## What to work on:
Give every line of the material again, exactly as written.
(Beginning of Data under study)
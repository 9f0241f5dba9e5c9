/*
 *  display/drivers/mock.rs
 *
 *  lcdticker - stock forecasts on a character LCD
 *  (c) 2020-26 Stuart Hunter
 *
 *  Mock display driver for testing without hardware
 *
 *  This program is free software: you can redistribute it and/or modify
 *  it under the terms of the GNU General Public License as published by
 *  the Free Software Foundation, either version 3 of the License, or
 *  (at your option) any later version.
 *
 *  This program is distributed in the hope that it will be useful,
 *  but WITHOUT ANY WARRANTY; without even the implied warranty of
 *  MERCHANTABILITY or FITNESS FOR A PARTICULAR PURPOSE.  See the
 *  GNU General Public License for more details.
 *
 *  See <http://www.gnu.org/licenses/> to get a copy of the GNU General
 *  Public License.
 *
 */

use lcdticker_driver_hd44780::GlyphSet;

use crate::display::error::DisplayError;
use crate::display::traits::{CharacterDisplay, DisplayCapabilities};

use std::sync::{Arc, Mutex};

/// Mock display driver for testing
///
/// Keeps a text buffer per line and records every call. The state is shared
/// so a test can keep a handle after the driver is boxed and moved away.
#[derive(Debug, Clone)]
pub struct MockDriver {
    /// Display capabilities
    capabilities: DisplayCapabilities,

    /// Shared state for testing
    state: Arc<Mutex<MockDriverState>>,
}

/// Internal state for the mock driver (shared for inspection in tests)
#[derive(Debug, Default)]
pub struct MockDriverState {
    /// Current contents of each line
    pub lines: Vec<String>,

    /// Every (line, text) written, in order
    pub writes: Vec<(u8, String)>,

    /// Number of times init() was called
    pub init_count: usize,

    /// Number of times clear() was called
    pub clear_count: usize,

    /// Number of times load_glyphs() was called
    pub glyph_loads: usize,

    pub backlight: bool,

    /// Whether the driver is initialized
    pub is_initialized: bool,

    /// Simulate failures (for error testing)
    pub simulate_write_failure: bool,
    pub simulate_init_failure: bool,
}

impl MockDriver {
    pub fn new(lines: u8, columns: u8) -> Self {
        Self::with_capabilities(DisplayCapabilities {
            lines,
            columns,
            custom_glyphs: 8,
            supports_backlight: true,
        })
    }

    pub fn with_capabilities(capabilities: DisplayCapabilities) -> Self {
        let state = MockDriverState {
            lines: vec![String::new(); capabilities.lines as usize],
            backlight: true,
            ..Default::default()
        };
        Self {
            capabilities,
            state: Arc::new(Mutex::new(state)),
        }
    }

    /// Get reference to state for inspection in tests
    pub fn state(&self) -> Arc<Mutex<MockDriverState>> {
        Arc::clone(&self.state)
    }

    /// Current text of a 1-based line
    pub fn line(&self, line: u8) -> String {
        let state = self.state.lock().unwrap();
        state.lines.get(line as usize - 1).cloned().unwrap_or_default()
    }

    fn check_line(&self, line: u8) -> Result<(), DisplayError> {
        if line == 0 || line > self.capabilities.lines {
            return Err(DisplayError::InvalidLine { line, lines: self.capabilities.lines });
        }
        Ok(())
    }

    fn write(&mut self, line: u8, text: String) -> Result<(), DisplayError> {
        self.check_line(line)?;
        let mut state = self.state.lock().unwrap();
        if !state.is_initialized {
            return Err(DisplayError::NotReady);
        }
        if state.simulate_write_failure {
            return Err(DisplayError::Other("Simulated write failure".to_string()));
        }
        let text: String = text.chars().take(self.capabilities.columns as usize).collect();
        state.lines[line as usize - 1] = text.clone();
        state.writes.push((line, text));
        Ok(())
    }
}

impl CharacterDisplay for MockDriver {
    fn capabilities(&self) -> &DisplayCapabilities {
        &self.capabilities
    }

    fn init(&mut self) -> Result<(), DisplayError> {
        let mut state = self.state.lock().unwrap();

        if state.simulate_init_failure {
            return Err(DisplayError::InitializationFailed("Simulated init failure".to_string()));
        }

        state.init_count += 1;
        state.is_initialized = true;
        Ok(())
    }

    fn write_line(&mut self, line: u8, text: &str) -> Result<(), DisplayError> {
        self.write(line, text.to_string())
    }

    fn write_extended_line(&mut self, line: u8, text: &str) -> Result<(), DisplayError> {
        // record escapes verbatim; the real encoding is tested in the driver crate
        self.write(line, text.to_string())
    }

    fn clear(&mut self) -> Result<(), DisplayError> {
        let mut state = self.state.lock().unwrap();
        if !state.is_initialized {
            return Err(DisplayError::NotReady);
        }
        state.clear_count += 1;
        state.lines.iter_mut().for_each(|l| l.clear());
        Ok(())
    }

    fn set_backlight(&mut self, on: bool) -> Result<(), DisplayError> {
        let mut state = self.state.lock().unwrap();
        state.backlight = on;
        Ok(())
    }

    fn backlight(&self) -> bool {
        self.state.lock().unwrap().backlight
    }

    fn load_glyphs(&mut self, _glyphs: &GlyphSet) -> Result<(), DisplayError> {
        let mut state = self.state.lock().unwrap();
        state.glyph_loads += 1;
        Ok(())
    }
}

#[cfg(test)]
mod tests {
    use super::*;

    #[test]
    fn test_mock_driver_creation() {
        let driver = MockDriver::new(2, 16);
        assert_eq!(driver.capabilities().lines, 2);
        assert_eq!(driver.capabilities().columns, 16);
        assert!(driver.backlight());
    }

    #[test]
    fn test_mock_driver_init() {
        let mut driver = MockDriver::new(2, 16);

        let state = driver.state();
        assert_eq!(state.lock().unwrap().init_count, 0);
        assert!(!state.lock().unwrap().is_initialized);

        driver.init().unwrap();

        assert_eq!(state.lock().unwrap().init_count, 1);
        assert!(state.lock().unwrap().is_initialized);
    }

    #[test]
    fn test_mock_driver_lines() {
        let mut driver = MockDriver::new(2, 8);
        driver.init().unwrap();
        driver.write_line(1, "ABCDEFGHIJ").unwrap();
        assert_eq!(driver.line(1), "ABCDEFGH");
        assert!(matches!(driver.write_line(3, "x"), Err(DisplayError::InvalidLine { line: 3, lines: 2 })));

        driver.clear().unwrap();
        assert_eq!(driver.line(1), "");
        assert_eq!(driver.state().lock().unwrap().clear_count, 1);
    }

    #[test]
    fn test_mock_driver_simulated_failure() {
        let mut driver = MockDriver::new(2, 16);
        driver.state().lock().unwrap().simulate_init_failure = true;
        assert!(driver.init().is_err());
        assert!(matches!(driver.write_line(1, "x"), Err(DisplayError::NotReady)));
    }
}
(End of Data under study)
## Result of the task:
repository 9f0241f5dba9e5c9
/*
 *  display/drivers/mock.rs
 *
 *  lcdticker - stock forecasts on a character LCD
 *  (c) 2020-26 Stuart Hunter
 *
 *  Mock display driver for testing without hardware
 *
 *  This program is free software: you can redistribute it and/or modify
 *  it under the terms of the GNU General Public License as published by
 *  the Free Software Foundation, either version 3 of the License, or
 *  (at your option) any later version.
 *
 *  This program is distributed in the hope that it will be useful,
 *  but WITHOUT ANY WARRANTY; without even the implied warranty of
 *  MERCHANTABILITY or FITNESS FOR A PARTICULAR PURPOSE.  See the
 *  GNU General Public License for more details.
 *
 *  See <http://www.gnu.org/licenses/> to get a copy of the GNU General
 *  Public License.
 *
 */

use lcdticker_driver_hd44780::GlyphSet;

use crate::display::error::DisplayError;
use crate::display::traits::{CharacterDisplay, DisplayCapabilities};

use std::sync::{Arc, Mutex};

/// Mock display driver for testing
///
/// Keeps a text buffer per line and records every call. The state is shared
/// so a test can keep a handle after the driver is boxed and moved away.
#[derive(Debug, Clone)]
pub struct MockDriver {
    /// Display capabilities
    capabilities: DisplayCapabilities,

    /// Shared state for testing
    state: Arc<Mutex<MockDriverState>>,
}

/// Internal state for the mock driver (shared for inspection in tests)
#[derive(Debug, Default)]
pub struct MockDriverState {
    /// Current contents of each line
    pub lines: Vec<String>,

    /// Every (line, text) written, in order
    pub writes: Vec<(u8, String)>,

    /// Number of times init() was called
    pub init_count: usize,

    /// Number of times clear() was called
    pub clear_count: usize,

    /// Number of times load_glyphs() was called
    pub glyph_loads: usize,

    pub backlight: bool,

    /// Whether the driver is initialized
    pub is_initialized: bool,

    /// Simulate failures (for error testing)
    pub simulate_write_failure: bool,
    pub simulate_init_failure: bool,
}

impl MockDriver {
    pub fn new(lines: u8, columns: u8) -> Self {
        Self::with_capabilities(DisplayCapabilities {
            lines,
            columns,
            custom_glyphs: 8,
            supports_backlight: true,
        })
    }

    pub fn with_capabilities(capabilities: DisplayCapabilities) -> Self {
        let state = MockDriverState {
            lines: vec![String::new(); capabilities.lines as usize],
            backlight: true,
            ..Default::default()
        };
        Self {
            capabilities,
            state: Arc::new(Mutex::new(state)),
        }
    }

    /// Get reference to state for inspection in tests
    pub fn state(&self) -> Arc<Mutex<MockDriverState>> {
        Arc::clone(&self.state)
    }

    /// Current text of a 1-based line
    pub fn line(&self, line: u8) -> String {
        let state = self.state.lock().unwrap();
        state.lines.get(line as usize - 1).cloned().unwrap_or_default()
    }

    fn check_line(&self, line: u8) -> Result<(), DisplayError> {
        if line == 0 || line > self.capabilities.lines {
            return Err(DisplayError::InvalidLine { line, lines: self.capabilities.lines });
        }
        Ok(())
    }

    fn write(&mut self, line: u8, text: String) -> Result<(), DisplayError> {
        self.check_line(line)?;
        let mut state = self.state.lock().unwrap();
        if !state.is_initialized {
            return Err(DisplayError::NotReady);
        }
        if state.simulate_write_failure {
            return Err(DisplayError::Other("Simulated write failure".to_string()));
        }
        let text: String = text.chars().take(self.capabilities.columns as usize).collect();
        state.lines[line as usize - 1] = text.clone();
        state.writes.push((line, text));
        Ok(())
    }
}

impl CharacterDisplay for MockDriver {
    fn capabilities(&self) -> &DisplayCapabilities {
        &self.capabilities
    }

    fn init(&mut self) -> Result<(), DisplayError> {
        let mut state = self.state.lock().unwrap();

        if state.simulate_init_failure {
            return Err(DisplayError::InitializationFailed("Simulated init failure".to_string()));
        }

        state.init_count += 1;
        state.is_initialized = true;
        Ok(())
    }

    fn write_line(&mut self, line: u8, text: &str) -> Result<(), DisplayError> {
        self.write(line, text.to_string())
    }

    fn write_extended_line(&mut self, line: u8, text: &str) -> Result<(), DisplayError> {
        // record escapes verbatim; the real encoding is tested in the driver crate
        self.write(line, text.to_string())
    }

    fn clear(&mut self) -> Result<(), DisplayError> {
        let mut state = self.state.lock().unwrap();
        if !state.is_initialized {
            return Err(DisplayError::NotReady);
        }
        state.clear_count += 1;
        state.lines.iter_mut().for_each(|l| l.clear());
        Ok(())
    }

    fn set_backlight(&mut self, on: bool) -> Result<(), DisplayError> {
        let mut state = self.state.lock().unwrap();
        state.backlight = on;
        Ok(())
    }

    fn backlight(&self) -> bool {
        self.state.lock().unwrap().backlight
    }

    fn load_glyphs(&mut self, _glyphs: &GlyphSet) -> Result<(), DisplayError> {
        let mut state = self.state.lock().unwrap();
        state.glyph_loads += 1;
        Ok(())
    }
}

#[cfg(test)]
mod tests {
    use super::*;

    #[test]
    fn test_mock_driver_creation() {
        let driver = MockDriver::new(2, 16);
        assert_eq!(driver.capabilities().lines, 2);
        assert_eq!(driver.capabilities().columns, 16);
        assert!(driver.backlight());
    }

    #[test]
    fn test_mock_driver_init() {
        let mut driver = MockDriver::new(2, 16);

        let state = driver.state();
        assert_eq!(state.lock().unwrap().init_count, 0);
        assert!(!state.lock().unwrap().is_initialized);

        driver.init().unwrap();

        assert_eq!(state.lock().unwrap().init_count, 1);
        assert!(state.lock().unwrap().is_initialized);
    }

    #[test]
    fn test_mock_driver_lines() {
        let mut driver = MockDriver::new(2, 8);
        driver.init().unwrap();
        driver.write_line(1, "ABCDEFGHIJ").unwrap();
        assert_eq!(driver.line(1), "ABCDEFGH");
        assert!(matches!(driver.write_line(3, "x"), Err(DisplayError::InvalidLine { line: 3, lines: 2 })));

        driver.clear().unwrap();
        assert_eq!(driver.line(1), "");
        assert_eq!(driver.state().lock().unwrap().clear_count, 1);
    }

    #[test]
    fn test_mock_driver_simulated_failure() {
        let mut driver = MockDriver::new(2, 16);
        driver.state().lock().unwrap().simulate_init_failure = true;
        assert!(driver.init().is_err());
        assert!(matches!(driver.write_line(1, "x"), Err(DisplayError::NotReady)));
    }
}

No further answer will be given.